From: Zi Yan <ziy@nvidia.com>

With SPARSEMEM_VMEMMAP, all struct page are virtually contigous,
thus kernel can manipulate arbitrarily large pages. By checking
PFN validity during buddy page merging process, all free pages in buddy
allocator's free area have their PFNs contiguous even if the system has
several not physically contiguous memory sections.
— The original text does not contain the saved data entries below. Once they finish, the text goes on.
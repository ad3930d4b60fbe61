//! Integration tests for the WebSocket remote adapter against a real relay.
//!
//! Starts `opsync-relay` on an ephemeral port and drives two clients
//! through it: push propagation, message confirmation, reconnect after the
//! relay drops every connection, and an unreachable relay.

#![allow(
    clippy::expect_used,
    clippy::unwrap_used,
    clippy::missing_panics_doc,
    clippy::future_not_send
)]

use std::net::SocketAddr;
use std::sync::Arc;
use std::time::Duration;

use opsync::client::{ClientOptions, SyncClient};
use opsync::identity::Identity;
use opsync::peer::bus::BusPeer;
use opsync::remote::ws::WsRemote;
use opsync::remote::{RemoteError, RemoteStore};
use opsync::store::DurableStore;
use opsync_proto::MessageKind;
use opsync_proto::remote::Table;
use opsync_relay::relay::{self, RelayState};

type Client = SyncClient<WsRemote, BusPeer>;

const TIMEOUT: Duration = Duration::from_secs(2);

async fn start_relay() -> (SocketAddr, Arc<RelayState>) {
    let state = Arc::new(RelayState::new());
    let (addr, _handle) = relay::start_server_with_state("127.0.0.1:0", Arc::clone(&state))
        .await
        .unwrap();
    (addr, state)
}

fn remote(addr: SocketAddr) -> Arc<WsRemote> {
    Arc::new(WsRemote::new(&format!("ws://{addr}/ws"), TIMEOUT).unwrap())
}

fn make_client(identity: Identity, remote: Arc<WsRemote>) -> Client {
    let options = ClientOptions {
        remote_timeout: TIMEOUT,
        poll_interval: Duration::from_millis(100),
        ..ClientOptions::default()
    };
    SyncClient::new(
        identity,
        Arc::new(DurableStore::in_memory().unwrap()),
        options,
        Some(remote),
        None,
    )
}

async fn wait_until(mut check: impl FnMut() -> bool) -> bool {
    let deadline = tokio::time::Instant::now() + Duration::from_secs(3);
    while tokio::time::Instant::now() < deadline {
        if check() {
            return true;
        }
        tokio::time::sleep(Duration::from_millis(10)).await;
    }
    check()
}

#[tokio::test]
async fn tasks_round_trip_through_relay() {
    let (addr, state) = start_relay().await;
    let a = make_client(Identity::new("a", "Desk", "reception"), remote(addr));
    let b = make_client(Identity::new("b", "Printer", "printer"), remote(addr));
    a.start().await;
    b.start().await;

    let task = a.add_task("print 10 albums", "", "printer", None).unwrap();
    assert!(wait_until(|| b.tasks_for_role("printer").len() == 1).await);
    assert_eq!(state.store.len(Table::Tasks).await, 1);

    b.toggle_task(&task.id, true, None).unwrap();
    assert!(wait_until(|| a.tasks().first().is_some_and(|t| t.completed)).await);

    a.delete_task(&task.id);
    assert!(wait_until(|| b.tasks().is_empty()).await);
    assert!(a.settle(TIMEOUT).await);
    assert!(b.settle(TIMEOUT).await);
    assert_eq!(state.store.len(Table::Tasks).await, 0);
}

#[tokio::test]
async fn message_is_confirmed_once_on_both_sides() {
    let (addr, _state) = start_relay().await;
    let a = make_client(Identity::new("a", "Desk", "reception"), remote(addr));
    let b = make_client(Identity::new("b", "Printer", "printer"), remote(addr));
    a.start().await;
    b.start().await;

    let me = a.identity().clone();
    a.send_message("albums ready", &me, None, MessageKind::Text)
        .unwrap();
    assert!(a.settle(TIMEOUT).await);

    assert!(wait_until(|| b.messages().len() == 1).await);
    assert!(wait_until(|| a.messages().iter().all(|m| !m.is_local())).await);
    assert_eq!(a.messages().len(), 1);
    assert_eq!(a.messages()[0].id, b.messages()[0].id);
}

#[tokio::test]
async fn link_recovers_after_relay_drops_connections() {
    let (addr, state) = start_relay().await;
    let ws = remote(addr);
    let a = make_client(Identity::new("a", "Desk", "reception"), remote(addr));
    let b = make_client(Identity::new("b", "Printer", "printer"), Arc::clone(&ws));
    a.start().await;
    b.start().await;
    assert!(ws.is_connected());

    state.close_all_connections().await;
    assert!(wait_until(|| !ws.is_connected()).await);

    // The poller reconnects b (and re-subscribes); a reconnects on write.
    a.add_task("after reconnect", "", "all", None).unwrap();
    assert!(wait_until(|| b.tasks().len() == 1).await);
    assert!(wait_until(|| ws.is_connected()).await);
}

#[tokio::test]
async fn unreachable_relay_keeps_local_copy() {
    // Bind then drop a listener to get a port with nothing behind it.
    let addr = {
        let listener = tokio::net::TcpListener::bind("127.0.0.1:0").await.unwrap();
        listener.local_addr().unwrap()
    };
    let ws = remote(addr);
    let err = ws.fetch_since(Table::Tasks, None, 10).await;
    assert!(matches!(
        err,
        Err(RemoteError::Unreachable(_) | RemoteError::Timeout)
    ));

    let client = make_client(Identity::default(), ws);
    client.start().await;
    client.add_task("offline", "", "all", None).unwrap();
    assert!(client.settle(Duration::from_secs(5)).await);
    assert_eq!(client.tasks().len(), 1);
}

#[test]
fn non_websocket_url_is_rejected() {
    assert!(matches!(
        WsRemote::new("http://example.com/ws", TIMEOUT),
        Err(RemoteError::InvalidUrl(_))
    ));
    assert!(matches!(
        WsRemote::new("not a url", TIMEOUT),
        Err(RemoteError::InvalidUrl(_))
    ));
}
With these two
conditions, it is OK to remove the restriction of
MAX_ORDER + PAGE_SHIFT < SECTION_SIZE_BITS and change MAX_ORDER freely.

Add SET_MAX_ORDER to allow MAX_ORDER adjustment when arch does not set
its own MAX_ORDER via ARCH_FORCE_MAX_ORDER. Make it depend
on SPARSEMEM_VMEMMAP, when MAX_ORDER is not limited by SECTION_SIZE_BITS.

Signed-off-by: Zi Yan <ziy@nvidia.com>
Cc: Kees Cook <keescook@chromium.org>
Cc: Peter Zijlstra <peterz@infradead.org>
Cc: Nicholas Piggin <npiggin@gmail.com>
Cc: Thomas Gleixner <tglx@linutronix.de>
Cc: linux-mm@kvack.org
Cc: linux-kernel@vger.kernel.org
---
 arch/Kconfig           |  4 ++++
 include/linux/mmzone.h | 17 ++++++++++++++---
 mm/Kconfig             | 14 ++++++++++++++
 mm/internal.h          |  2 --
 4 files changed, 32 insertions(+), 5 deletions(-)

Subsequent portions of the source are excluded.